Estos son solo algunos puntos que podrían abonar a una agenda pública en materia educativa que trazan apenas; sin embargo, preocupaciones de corto y mediano plazo. Es necesario también que la sociedad se pronuncie sobre cuestiones de más largo plazo y trascendencia como son el papel que la educación debe tener en la construcción de una nueva ética social y en la renovación de nuestra convivencia actual y futura, el papel del Estado como garante de la educación pública, laica y gratuita para las y los mexicanos, en tanto derecho democrático fundamental en todos los niveles del sistema.

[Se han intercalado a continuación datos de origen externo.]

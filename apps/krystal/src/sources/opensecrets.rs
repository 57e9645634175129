//! # OpenSecrets Client
//!
//! Campaign funding and lobbying totals. The key travels as the `apikey`
//! query parameter; responses wrap every record in `@attributes`.

use super::{Auth, ClientOptions, HttpSource, SourceError, degrade};
use serde::{Deserialize, Serialize};
use serde_json::Value;

pub const OPENSECRETS_BASE_URL: &str = "https://www.opensecrets.org/api";

/// Election cycle used when none is given.
pub const DEFAULT_CYCLE: &str = "2024";

// =============================================================================
// RECORDS
// =============================================================================

/// One contributor to a candidate.
#[derive(Debug, Clone, PartialEq, Serialize, Deserialize)]
pub struct Contributor {
    pub name: String,
    pub amount: u64,
}

/// Money raised by a candidate in one cycle.
#[derive(Debug, Clone, PartialEq, Serialize, Deserialize)]
pub struct CandidateFunding {
    pub candidate_id: String,
    pub cycle: String,
    pub total_raised: u64,
    pub top_contributors: Vec<Contributor>,
}

/// Lobbying and contribution totals of an organization.
#[derive(Debug, Clone, PartialEq, Serialize, Deserialize)]
pub struct OrganizationSummary {
    pub org_id: String,
    pub name: String,
    pub total_lobbying: u64,
    pub total_contributions: u64,
}

// =============================================================================
// CLIENT
// =============================================================================

/// OpenSecrets API client.
#[derive(Debug, Clone)]
pub struct OpenSecretsClient {
    api_key: Option<String>,
    source: HttpSource,
}

impl OpenSecretsClient {
    #[must_use]
    pub fn new(api_key: Option<String>, options: &ClientOptions) -> Self {
        Self::with_base_url(api_key, OPENSECRETS_BASE_URL, options)
    }

    #[must_use]
    pub fn with_base_url(api_key: Option<String>, base_url: &str, options: &ClientOptions) -> Self {
        let auth = Auth::Query("apikey", api_key.clone().unwrap_or_default());
        Self {
            api_key,
            source: HttpSource::new(base_url, auth, options),
        }
    }

    /// Whether calls go to the live service.
    #[must_use]
    pub fn is_api_available(&self) -> bool {
        self.api_key.is_some()
    }

    /// Funding of a candidate in an election cycle.
    pub async fn get_candidate_funding(
        &self,
        candidate_id: &str,
        cycle: &str,
    ) -> Option<CandidateFunding> {
        if !self.is_api_available() {
            return Some(fixture_funding(candidate_id, cycle));
        }

        match self.live_funding(candidate_id, cycle).await {
            Ok(funding) => Some(funding),
            Err(e) => {
                degrade("opensecrets", "get_candidate_funding", &e);
                None
            }
        }
    }

    async fn live_funding(
        &self,
        candidate_id: &str,
        cycle: &str,
    ) -> Result<CandidateFunding, SourceError> {
        let summary = self.call("candSummary", candidate_id, cycle).await?;
        let contributors = self.call("candContrib", candidate_id, cycle).await?;
        parse_funding(candidate_id, cycle, &summary, &contributors)
    }

    /// Lobbying and contribution totals of an organization.
    pub async fn get_organization_summary(&self, org_id: &str) -> Option<OrganizationSummary> {
        if !self.is_api_available() {
            return Some(fixture_summary(org_id));
        }

        let params = [
            ("method", "orgSummary".to_string()),
            ("id", org_id.to_string()),
            ("output", "json".to_string()),
        ];
        let result = self
            .source
            .get_json("/", &params)
            .await
            .and_then(|body| parse_organization(org_id, &body));
        match result {
            Ok(summary) => Some(summary),
            Err(e) => {
                degrade("opensecrets", "get_organization_summary", &e);
                None
            }
        }
    }

    async fn call(&self, method: &str, cid: &str, cycle: &str) -> Result<Value, SourceError> {
        let params = [
            ("method", method.to_string()),
            ("cid", cid.to_string()),
            ("cycle", cycle.to_string()),
            ("output", "json".to_string()),
        ];
        self.source.get_json("/", &params).await
    }
}

// =============================================================================
// RESPONSE PARSING
// =============================================================================

fn attributes(value: &Value) -> Option<&Value> {
    value.get("@attributes")
}

/// Dollar amounts arrive as numbers or numeric strings.
fn amount(value: Option<&Value>) -> u64 {
    match value {
        Some(Value::Number(n)) => n
            .as_u64()
            .or_else(|| n.as_f64().map(|f| f.max(0.0).round() as u64))
            .unwrap_or(0),
        Some(Value::String(s)) => s
            .trim()
            .parse::<f64>()
            .map(|f| f.max(0.0).round() as u64)
            .unwrap_or(0),
        _ => 0,
    }
}

fn missing(what: &str) -> SourceError {
    SourceError::ParseError(format!("missing {}", what))
}

pub(crate) fn parse_funding(
    candidate_id: &str,
    cycle: &str,
    summary: &Value,
    contributors: &Value,
) -> Result<CandidateFunding, SourceError> {
    let summary = summary
        .pointer("/response/summary")
        .and_then(attributes)
        .ok_or_else(|| missing("candidate summary"))?;

    // a single contributor is an object rather than a one-element array
    let records = match contributors.pointer("/response/contributors/contributor") {
        Some(Value::Array(items)) => items.iter().collect(),
        Some(item @ Value::Object(_)) => vec![item],
        _ => Vec::new(),
    };
    let top_contributors = records
        .into_iter()
        .filter_map(attributes)
        .map(|attrs| Contributor {
            name: attrs
                .get("org_name")
                .and_then(Value::as_str)
                .unwrap_or_default()
                .to_string(),
            amount: amount(attrs.get("total")),
        })
        .collect();

    Ok(CandidateFunding {
        candidate_id: candidate_id.to_string(),
        cycle: cycle.to_string(),
        total_raised: amount(summary.get("total")),
        top_contributors,
    })
}

pub(crate) fn parse_organization(
    org_id: &str,
    body: &Value,
) -> Result<OrganizationSummary, SourceError> {
    let attrs = body
        .pointer("/response/organization")
        .and_then(attributes)
        .ok_or_else(|| missing("organization"))?;

    Ok(OrganizationSummary {
        org_id: org_id.to_string(),
        name: attrs
            .get("orgname")
            .and_then(Value::as_str)
            .unwrap_or_default()
            .to_string(),
        total_lobbying: amount(attrs.get("lobbying")),
        total_contributions: amount(attrs.get("total")),
    })
}

// =============================================================================
// FIXTURES
// =============================================================================

fn fixture_funding(candidate_id: &str, cycle: &str) -> CandidateFunding {
    CandidateFunding {
        candidate_id: candidate_id.to_string(),
        cycle: cycle.to_string(),
        total_raised: 2_500_000,
        top_contributors: vec![
            Contributor {
                name: "Tech Industry".to_string(),
                amount: 500_000,
            },
            Contributor {
                name: "Finance Industry".to_string(),
                amount: 350_000,
            },
        ],
    }
}

fn fixture_summary(org_id: &str) -> OrganizationSummary {
    OrganizationSummary {
        org_id: org_id.to_string(),
        name: "Example Organization".to_string(),
        total_lobbying: 1_500_000,
        total_contributions: 800_000,
    }
}

// =============================================================================
// TESTS
// =============================================================================
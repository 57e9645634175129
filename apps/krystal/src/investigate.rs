//! # Investigation Pipeline
//!
//! Turns a news query into an analysed power network:
//!
//! 1. Fetch up to three articles about the query
//! 2. Search LittleSis for matching entities
//! 3. Fetch connections of the first five entities
//! 4. Add connection counterparts as entities
//! 5. Analyse the network
//!
//! Collection is async and lock-free; analysis runs on a mapper the caller
//! owns, so the HTTP API holds its write lock only for step 5.

use crate::sources::{Article, DataSources};
use krystal_core::{Entity, EntityId, KrystalError, NetworkAnalysis, PowerMapper, Relationship};
use serde::{Deserialize, Serialize};
use std::collections::BTreeSet;

/// Articles fetched per investigation.
pub const MAX_ARTICLES: usize = 3;

/// Entities whose connections are followed.
pub const MAX_CONNECTED_ENTITIES: usize = 5;

/// LittleSis search page size.
const SEARCH_PAGE_SIZE: u32 = 20;

// =============================================================================
// TYPES
// =============================================================================

/// Records gathered for one query, not yet analysed.
#[derive(Debug, Clone, Default, PartialEq, Serialize, Deserialize)]
pub struct CollectedNetwork {
    pub query: String,
    pub articles: Vec<Article>,
    pub entities: Vec<Entity>,
    pub relationships: Vec<Relationship>,
}

/// Result of an investigation.
#[derive(Debug, Clone, PartialEq, Serialize, Deserialize)]
pub struct Investigation {
    pub query: String,
    /// The lead article, or a placeholder titled with the query.
    pub article: Article,
    pub articles: Vec<Article>,
    pub analysis: NetworkAnalysis,
    pub analyzed_at: String,
}

// =============================================================================
// PIPELINE
// =============================================================================

/// Gather articles, entities and relationships for `query`.
pub async fn collect_network(sources: &DataSources, query: &str) -> CollectedNetwork {
    let articles = sources.news.search_news(query, MAX_ARTICLES, "en").await;
    let mut entities = sources
        .littlesis
        .search_entities(query, 1, SEARCH_PAGE_SIZE)
        .await;

    let mut known: BTreeSet<EntityId> = entities.iter().filter_map(|e| e.id.clone()).collect();
    let mut relationships = Vec::new();
    let mut counterparts = Vec::new();

    let followed: Vec<u64> = entities
        .iter()
        .take(MAX_CONNECTED_ENTITIES)
        .filter_map(|e| e.id.as_ref()?.as_str().parse().ok())
        .collect();
    for entity_id in followed {
        for connection in sources
            .littlesis
            .get_entity_connections(entity_id, &[])
            .await
        {
            let other = connection.counterpart(entity_id);
            if let Some(id) = &other.id
                && known.insert(id.clone())
            {
                counterparts.push(other);
            }
            relationships.push(connection.to_relationship(entity_id));
        }
    }
    entities.extend(counterparts);

    tracing::info!(
        query = query,
        articles = articles.len(),
        entities = entities.len(),
        relationships = relationships.len(),
        "Investigation data collected"
    );

    CollectedNetwork {
        query: query.to_string(),
        articles,
        entities,
        relationships,
    }
}

/// Analyse collected records on `mapper`, replacing its network.
pub fn analyze_collected(
    mapper: &mut PowerMapper,
    collected: CollectedNetwork,
    analyzed_at: String,
) -> Result<Investigation, KrystalError> {
    let analysis = mapper.analyze_network(&collected.entities, &collected.relationships)?;
    let article = collected
        .articles
        .first()
        .cloned()
        .unwrap_or_else(|| Article::titled(collected.query.clone()));

    Ok(Investigation {
        query: collected.query,
        article,
        articles: collected.articles,
        analysis,
        analyzed_at,
    })
}

/// Collect and analyse in one step.
pub async fn investigate(
    sources: &DataSources,
    mapper: &mut PowerMapper,
    query: &str,
) -> Result<Investigation, KrystalError> {
    let collected = collect_network(sources, query).await;
    analyze_collected(mapper, collected, chrono::Utc::now().to_rfc3339())
}

// =============================================================================
// TESTS
// =============================================================================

Finalmente, es necesario definir y precisar los compromisos que la sociedad y el Estado adquieren con la formación académica, científica y cultural de toda la juventud mexicana; es decir, con el papel que jugarán las universidades e instituciones de educación superior en la edificación de una sociedad próspera e igualitaria, con instituciones de alta calidad que participen en la distribución del conocimiento académico, técnico, cultural y científico con criterios equitativos desde el punto de vista regional y social.